The only small chance for peace today is the same chance that existed before the Gaza invasion: The moderate Arab states, Europe, the United States and, mainly, Israel, must help Hamas’s enemy, Fatah, prepare the West Bank for real freedom, and then hope that the people of Gaza, vast numbers of whom are unsympathetic to Hamas, see the West Bank as an alternative to the squalid vision of Hassan Nasrallah and Nizar Rayyan.

I wasn’t that big a fan of the piece, analytically, though it certainly is admirably witty. But be that as it may, it would certainly be desirable to see the more practical crew running Fatah having more support and control over the situation. But Israel’s attacks on Gaza are causing the reverse to happen just as the war in Lebanon 30 months ago had that effect. And, indeed, how Israel’s settlement expansions and growing network of roadblocks and special highways crossing the West Bank are weakening Fatah and the forces of Palestinian moderation. And of course recall that it was deliberate Israeli—and American—policy to weaken Fatah for years after the collapse of the Camp David talks. This “help Hamas’s enemy, Fatah” strategy is fine but it needs to be backed up by real steps. And the United States probably needs to take the lead since the Israeli political dynamic has become myopically focused on short-term issues. A president willing to demand a real freeze on settlement activity would be a great first step.

Filed under: Hamas, Israel, Settlements





46 Responses to “The Dissonance”

  1. gustav Says:

    Israel trying to strengthen or weaken some faction among the Palestinians (or the Lebanese, for that matter) is a fool’s game–it’s never worked yet.

    You just have to talk to (or fight with) whoever they put across the table. The sooner everyone realizes this, the better. Conspicuously setting out to “help Fatah” is a waste of time and probably counterproductive.

  2. Amicus Says:

    Those with a long memory will recall that the Hamas was originally supported (by Israel) as a counterweight to … wait for it .. Fatah.

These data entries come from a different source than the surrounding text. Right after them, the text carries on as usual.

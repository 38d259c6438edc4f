use std::any::type_name;
use std::fmt;

use crate::error::ValueError;
use crate::name::{FlagName, MARKER};
use crate::schema::FlagInfo;
use crate::value::FlagValue;

/// Outcome of offering one token (and the token after it) to a descriptor.
#[derive(Debug, Clone, Copy, PartialEq, Eq)]
pub enum Assign {
    /// The token is not this flag.
    NotMatched,
    /// Switch flag set; consumed the flag token only.
    One,
    /// Value stored; consumed the flag token and its value.
    Two,
    /// Value-taking flag with no usable next token; consumed the flag token.
    Missing,
    /// The next token could not be converted; consumed both tokens.
    Invalid,
}

impl Assign {
    /// Number of tokens the parser advances by.
    pub fn consumed(self) -> usize {
        match self {
            Self::NotMatched | Self::One | Self::Missing => 1,
            Self::Two | Self::Invalid => 2,
        }
    }
}

trait Slot {
    fn switch_on(&mut self);
    fn assign_text(&mut self, text: &str) -> Result<(), ValueError>;
}

impl<T: FlagValue> Slot for T {
    fn switch_on(&mut self) {
        FlagValue::switch_on(self);
    }

    fn assign_text(&mut self, text: &str) -> Result<(), ValueError> {
        self.assign(text)
    }
}

/// One declared flag bound to the storage of its field.
pub struct Descriptor<'a> {
    name: FlagName,
    alias: FlagName,
    type_tag: &'static str,
    switch: bool,
    slot: &'a mut dyn Slot,
}

impl<'a> Descriptor<'a> {
    pub fn new<T: FlagValue>(name: FlagName, alias: FlagName, value: &'a mut T) -> Self {
        Self {
            name,
            alias,
            type_tag: type_name::<T>(),
            switch: T::SWITCH,
            slot: value,
        }
    }

    pub fn name(&self) -> FlagName {
        self.name
    }

    pub fn alias(&self) -> FlagName {
        self.alias
    }

    pub fn type_tag(&self) -> &'static str {
        self.type_tag
    }

    pub fn takes_value(&self) -> bool {
        !self.switch
    }

    pub fn matches(&self, token: &str) -> bool {
        self.name == *token || self.alias == *token
    }

    pub fn info(&self) -> FlagInfo {
        FlagInfo {
            name: self.name.as_str(),
            alias: self.alias.as_str(),
            type_tag: self.type_tag,
            takes_value: self.takes_value(),
        }
    }

    /// Offer `token` to this flag, with `next` as its candidate value.
    ///
    /// A `next` that starts with `-` is treated as absent, even when it would
    /// convert (e.g. `-5` for an integer flag).
    pub fn assign(&mut self, token: &str, next: Option<&str>) -> Assign {
        if !self.matches(token) {
            return Assign::NotMatched;
        }
        if self.switch {
            self.slot.switch_on();
            return Assign::One;
        }
        let Some(value) = next.filter(|v| !v.starts_with(MARKER)) else {
            return Assign::Missing;
        };
        match self.slot.assign_text(value) {
            Ok(()) => Assign::Two,
            Err(err) => {
                tracing::trace!(flag = token, value, reason = %err, "flag value rejected");
                Assign::Invalid
            }
        }
    }
}

impl fmt::Debug for Descriptor<'_> {
    fn fmt(&self, f: &mut fmt::Formatter<'_>) -> fmt::Result {
        f.debug_struct("Descriptor")
            .field("name", &self.name)
            .field("alias", &self.alias)
            .field("type_tag", &self.type_tag)
            .finish_non_exhaustive()
    }
}

#[cfg(test)]
mod tests {
    use super::*;

    fn name(s: &'static str) -> FlagName {
        FlagName::new(s).unwrap()
    }

    #[test]
    fn matches_name_or_alias_exactly() {
        let mut port = 0u16;
        let d = Descriptor::new(name("--port"), name("-p"), &mut port);
        assert!(d.matches("--port"));
        assert!(d.matches("-p"));
        assert!(!d.matches("--por"));
        assert!(!d.matches("--port=1"));
        assert_eq!(d.type_tag(), "u16");
        assert!(d.takes_value());
    }

    #[test]
    fn switch_consumes_one_token_and_ignores_next() {
        let mut verbose = false;
        let mut d = Descriptor::new(name("-v"), name("-v"), &mut verbose);
        assert_eq!(d.assign("-v", Some("file.txt")), Assign::One);
        assert!(verbose);
    }

    #[test]
    fn value_flag_outcomes() {
        let mut count = 7i32;
        {
            let mut d = Descriptor::new(name("-n"), name("-n"), &mut count);
            assert_eq!(d.assign("-x", Some("1")), Assign::NotMatched);
            assert_eq!(d.assign("-n", None), Assign::Missing);
            assert_eq!(d.assign("-n", Some("-5")), Assign::Missing);
            assert_eq!(d.assign("-n", Some("abc")), Assign::Invalid);
        }
        assert_eq!(count, 7);

        let mut d = Descriptor::new(name("-n"), name("-n"), &mut count);
        assert_eq!(d.assign("-n", Some("42")), Assign::Two);
        drop(d);
        assert_eq!(count, 42);
    }

    #[test]
    fn consumed_tokens_per_outcome() {
        assert_eq!(Assign::NotMatched.consumed(), 1);
        assert_eq!(Assign::One.consumed(), 1);
        assert_eq!(Assign::Missing.consumed(), 1);
        assert_eq!(Assign::Two.consumed(), 2);
        assert_eq!(Assign::Invalid.consumed(), 2);
    }
}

  3. The Other Steve Says:

    But Israel’s attacks on Gaza are causing the reverse to happen just as the war in Lebanon 30 months ago had that effect.

    There is a funny thing about war. In the beginning it causes support to rise for the leadership… a bunker mentality.

    However if the conflict drags on and on and it is clear you are losing, and it is largely due to the incompetence of those in charge, support for those in power fails and there is a demand for something new.

    This I think is why the worst thing that has ever happened in the I/P conflicts have been the cease fires. Let them fight it out until one side or the other surrenders out of frustration. Wars only end, when it is clear to one side that they lost… badly.

    Hence why we had relative stability following WWII with Germany and Japan.

  4. joe from Lowell Says:

    Neither Japan nor Germany was ever defeated as thoroughly as the Palestinians, nor did they fight as long.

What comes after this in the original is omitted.